REQUIRED ACTION => In the data below, how many lines include the word "format"? Give only the number.

RAW DATA section start

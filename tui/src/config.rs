use anyhow::{Context, Result};
use serde::{Deserialize, Serialize};
use std::fs;
use std::path::{Path, PathBuf};

/// `~/.notedeck`, or the current directory when there is no home
pub fn app_dir() -> PathBuf {
    dirs::home_dir()
        .map(|h| h.join(".notedeck"))
        .unwrap_or_else(|| PathBuf::from(".notedeck"))
}

pub fn default_config_path() -> PathBuf {
    app_dir().join("config.toml")
}

#[derive(Serialize, Deserialize, Debug, Clone, PartialEq)]
#[serde(default)]
pub struct DataConfig {
    /// Parent of every user's workspace directory
    pub base_dir: PathBuf,
    pub enable_encryption: bool,
    /// Environment variable holding the encryption passphrase
    pub passphrase_env: String,
}

impl Default for DataConfig {
    fn default() -> Self {
        Self {
            base_dir: app_dir().join("data"),
            enable_encryption: false,
            passphrase_env: "NOTEDECK_PASSPHRASE".to_string(),
        }
    }
}

#[derive(Serialize, Deserialize, Debug, Clone, PartialEq)]
#[serde(default)]
pub struct LoggingConfig {
    pub level: String,
    pub file: PathBuf,
}

impl Default for LoggingConfig {
    fn default() -> Self {
        Self {
            level: "info".to_string(),
            file: app_dir().join("notedeck.log"),
        }
    }
}

#[derive(Serialize, Deserialize, Debug, Clone, PartialEq)]
#[serde(default)]
pub struct UiConfig {
    pub tick_rate_ms: u64,
    pub show_sidebar: bool,
}

impl Default for UiConfig {
    fn default() -> Self {
        Self {
            tick_rate_ms: 250,
            show_sidebar: true,
        }
    }
}

#[derive(Serialize, Deserialize, Debug, Clone, Default, PartialEq)]
#[serde(default)]
pub struct Config {
    pub data: DataConfig,
    pub logging: LoggingConfig,
    pub ui: UiConfig,
}

impl Config {
    /// Workspace directory of one user
    pub fn workspace_dir(&self, username: &str) -> PathBuf {
        self.data.base_dir.join(username)
    }
}

/// Load the config at `path`, writing the defaults there first if it does
/// not exist yet.
pub fn load_config(path: &Path) -> Result<Config> {
    if !path.exists() {
        let config = Config::default();
        if let Some(parent) = path.parent() {
            fs::create_dir_all(parent)
                .with_context(|| format!("Failed to create config directory {}", parent.display()))?;
        }
        let toml = toml::to_string(&config).context("Failed to serialize default config")?;
        fs::write(path, toml)
            .with_context(|| format!("Failed to write default config to {}", path.display()))?;
        return Ok(config);
    }

    let content = fs::read_to_string(path)
        .with_context(|| format!("Failed to read config file {}", path.display()))?;
    toml::from_str(&content).with_context(|| format!("Failed to parse config file {}", path.display()))
}

#[cfg(test)]
mod tests {
    use super::*;
    use tempfile::tempdir;

    #[test]
    fn test_default_written_when_missing() {
        let dir = tempdir().unwrap();
        let path = dir.path().join("nested").join("config.toml");

        let config = load_config(&path).unwrap();
        assert_eq!(config, Config::default());
        assert!(path.exists());
        assert_eq!(load_config(&path).unwrap(), config);
    }

    #[test]
    fn test_partial_file_fills_defaults() {
        let dir = tempdir().unwrap();
        let path = dir.path().join("config.toml");
        fs::write(&path, "[data]\nbase_dir = \"/srv/notes\"\n\n[ui]\ntick_rate_ms = 100\n").unwrap();

        let config = load_config(&path).unwrap();
        assert_eq!(config.data.base_dir, PathBuf::from("/srv/notes"));
        assert_eq!(config.ui.tick_rate_ms, 100);
        assert!(config.ui.show_sidebar);
        assert_eq!(config.logging.level, "info");
        assert_eq!(config.workspace_dir("alice"), PathBuf::from("/srv/notes/alice"));
    }

    #[test]
    fn test_malformed_file_is_an_error() {
        let dir = tempdir().unwrap();
        let path = dir.path().join("config.toml");
        fs::write(&path, "[data\nbase_dir = ").unwrap();
        assert!(load_config(&path).is_err());
    }
}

RAW DATA section end

OUTPUT => 4